Rodgers v. Ricketts

Decision Date08 April 1920
Docket Number8 Div. 248
Citation204 Ala. 184,85 So. 486
PartiesRODGERS v. RICKETTS.
CourtAlabama Supreme Court

Appeal from Circuit Court, Madison County; Robert C. Brickell, Judge.

Action of assumpsit by J.L. Ricketts against E. Douglass Rodgers. From judgment for plaintiff, defendant appeals. Transferred from Court of Appeals under Acts 1911, p. 450, § 6. Affirmed.

Spragins & Speake, of Huntsville, for appellant.

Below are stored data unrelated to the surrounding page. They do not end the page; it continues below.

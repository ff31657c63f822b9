use anyhow::{bail, Context, Result};
use std::io::Write;
use std::path::{Path, PathBuf};
use std::sync::atomic::{AtomicBool, Ordering};
use std::sync::Arc;

use super::audio_manager::{AudioManager, AudioTrack};
use super::frame_source::{ChannelFrameSource, DirFrameSource, FrameSource};
use super::player::{PlaybackReport, Player, PlayerSettings};
use super::session::TerminalSession;
use super::transport::StdinInput;
use crate::config::{DecodeMode, PlayerConfig, PIPE_CAPACITY};
use crate::decoder::video::{self, FRAME_EXTENSION};
use crate::decoder::{FrameDecoder, PipeDecoder};
use crate::renderer::scaler::scaled_dimensions;
use crate::renderer::{get_zoom, scale, DiffRenderer, FrameBuffer, Requested};
use crate::utils::terminal::grid_size;

const MAX_WORKSPACE_ATTEMPTS: u32 = 100;

/// Directory holding the decoded frames and audio of one playback.
///
/// Always a new `tmv-<pid>` directory under `parent`, never one that already
/// existed, so stale frames cannot be picked up and `purge` only ever
/// removes what this process created. Removed by `purge` or on drop,
/// whichever comes first.
pub struct TempWorkspace {
    path: PathBuf,
    purged: bool,
}

impl TempWorkspace {
    pub fn create(parent: &Path) -> Result<Self> {
        std::fs::create_dir_all(parent).with_context(|| format!("failed to create {}", parent.display()))?;

        let pid = std::process::id();
        for attempt in 0..MAX_WORKSPACE_ATTEMPTS {
            let name = match attempt {
                0 => format!("tmv-{}", pid),
                n => format!("tmv-{}-{}", pid, n),
            };
            let path = parent.join(name);
            match std::fs::create_dir(&path) {
                Ok(()) => {
                    log::info!("temp dir: {}", path.display());
                    return Ok(Self { path, purged: false });
                }
                // Left behind by an earlier process with the same pid
                Err(e) if e.kind() == std::io::ErrorKind::AlreadyExists => continue,
                Err(e) => return Err(e).with_context(|| format!("failed to create {}", path.display())),
            }
        }
        bail!("no free temp directory name under {}", parent.display())
    }

    pub fn path(&self) -> &Path {
        &self.path
    }

    pub fn purge(&mut self) {
        if self.purged {
            return;
        }
        self.purged = true;

        let leftover = std::fs::read_dir(&self.path).map(|entries| entries.count()).unwrap_or(0);
        match std::fs::remove_dir_all(&self.path) {
            Ok(()) => log::info!("removed {} ({} files left over)", self.path.display(), leftover),
            Err(e) if e.kind() == std::io::ErrorKind::NotFound => {}
            Err(e) => log::warn!("could not remove {}: {}", self.path.display(), e),
        }
    }
}

impl Drop for TempWorkspace {
    fn drop(&mut self) {
        self.purge();
    }
}

/// Shows a still image once and leaves it in the scrollback.
pub fn view_image(config: &PlayerConfig) -> Result<()> {
    log::info!("target image: {}", config.input.display());
    let frame = FrameBuffer::load(&config.input)?;
    let grid = grid_size()?;

    let stdout = std::io::stdout();
    let mut out = stdout.lock();
    render_image(&mut out, &frame, config.requested, grid.pixel_area(false), grid.rows as u32, config.samples)?;
    Ok(())
}

/// Scrolls `scroll_rows` blank lines, paints the fitted image from the top
/// left and leaves the cursor on the row below it.
pub fn render_image<W: Write>(
    out: &mut W,
    frame: &FrameBuffer,
    requested: Requested,
    window: (u32, u32),
    scroll_rows: u32,
    samples: u32,
) -> Result<(u32, u32)> {
    let (zoom_x, zoom_y) = get_zoom(requested, window, frame.dimensions());
    log::info!(
        "image {}x{}, zoom x: {:.4}, y: {:.4}",
        frame.width(),
        frame.height(),
        zoom_x,
        zoom_y
    );
    let image = scale(frame, zoom_x, zoom_y, samples);
    let (width, height) = image.dimensions();

    out.write_all("\n".repeat(scroll_rows as usize).as_bytes())?;

    let mut renderer = DiffRenderer::new(&mut *out);
    renderer.paint(&image, &FrameBuffer::blank(width, height))?;
    renderer.reset()?;

    write!(out, "\x1b[{};1H", height / 2 + 1)?;
    out.flush()?;
    Ok((width, height))
}

/// Probes, decodes and plays a video until it ends, the user quits or
/// `shutdown` is raised.
///
/// Resources are dropped in reverse order of acquisition: terminal first,
/// then audio, the decoder process and finally the temp directory.
pub fn play_video(config: &PlayerConfig, shutdown: Arc<AtomicBool>) -> Result<PlaybackReport> {
    video::ensure_ffmpeg()?;
    let info = video::probe(&config.input)?;
    if shutdown.load(Ordering::SeqCst) {
        return Ok(PlaybackReport::interrupted());
    }

    let grid = grid_size()?;
    let window = grid.pixel_area(config.info_bar);
    let fps = config.fps.resolve(info.fps);
    let (zoom_x, zoom_y) = get_zoom(config.requested, window, (info.width, info.height));
    let (width, height) = scaled_dimensions((info.width, info.height), zoom_x, zoom_y);
    log::info!(
        "window {}x{}, zoom x: {:.4}, y: {:.4}, decoding at {}x{} @ {} fps",
        window.0,
        window.1,
        zoom_x,
        zoom_y,
        width,
        height,
        fps
    );

    let mut workspace = TempWorkspace::create(&config.tmp_dir)?;

    let audio_path = if config.sound {
        video::extract_audio(&config.input, workspace.path(), &shutdown)?
    } else {
        None
    };
    if shutdown.load(Ordering::SeqCst) {
        workspace.purge();
        return Ok(PlaybackReport::interrupted());
    }
    let audio = audio_path.and_then(|path| match AudioManager::open(&path) {
        Ok(manager) => Some(Box::new(manager) as Box<dyn AudioTrack>),
        Err(e) => {
            log::warn!("playing without sound: {:#}", e);
            None
        }
    });

    let settings = PlayerSettings {
        fps,
        // Frames arrive already at the fitted size
        requested: Requested::default(),
        window: (width, height),
        samples: config.samples,
        info_bar: config.info_bar,
        duration: info.duration,
        seek_step: config.seek_step,
    };

    let mut session = TerminalSession::enter()?;
    let input = StdinInput::spawn()?;

    let report = match config.decode {
        DecodeMode::Files => {
            let decoder = FrameDecoder::spawn(&config.input, workspace.path(), fps, width, height)?;
            let source = DirFrameSource::new(workspace.path(), FRAME_EXTENSION)
                .with_policy(config.retire)
                .with_producer(decoder);
            run_player(settings, source, input, audio, shutdown)
        }
        DecodeMode::Pipe => {
            let (decoder, rx) = PipeDecoder::spawn(&config.input, fps, width, height, PIPE_CAPACITY)?;
            let report = run_player(settings, ChannelFrameSource::new(rx), input, audio, shutdown);
            drop(decoder);
            report
        }
    };

    session.restore()?;
    workspace.purge();
    report
}

fn run_player<S: FrameSource>(
    settings: PlayerSettings,
    source: S,
    input: StdinInput,
    audio: Option<Box<dyn AudioTrack>>,
    shutdown: Arc<AtomicBool>,
) -> Result<PlaybackReport> {
    let mut player = Player::new(settings, source, input, std::io::stdout(), shutdown);
    if let Some(audio) = audio {
        player = player.with_audio(audio);
    }
    player.run()
}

R.E. Smith, of Huntsville, for appellee.

SOMERVILLE, J.

The sole issue of fact in this case was whether plaintiff bought the mule from defendant for the price of $40, as claimed by plaintiff, or for the price of $140, as claimed by defendant. On this issue it seems to us that the evidence preponderated somewhat in favor of plaintiff; at least, it was in such conflict that we cannot disturb the finding of the trial court, who saw and heard the witnesses, and can better judge of their credibility than can we.

As tending to show the greater probability of defendant's claim as to the price agreed on, his attorney asked him what was the reasonable market value of the mule at the time he sold it to plaintiff.

In the absence of any explanation to the court that the answer would tend to show a value very greatly in excess of $40, if not of approximately $140, it is clear that the question was properly excluded as irrelevant. Non constat, but the answer may have been that the value was but $40 or $50, and hence prejudice from its exclusion does not appear.

We need not determine whether, if it had appeared that the answer would have been that the value was $140, or thereabouts, that fact would have been relevant to the credibility of the respective claims of the parties, as tending to show the probability of the one, or the improbability of the other. See, however, for analogous instances, Brewer v. Watson, 65 Ala. 88, 97; Langworthy v. Goodall, 76 Ala. 325; Steen v. Swadley, 126 Ala. 616, 28 So. 620.

The judgment will be affirmed.

Affirmed.

ANDERSON, C.J., and THOMAS and BROWN, JJ., concur.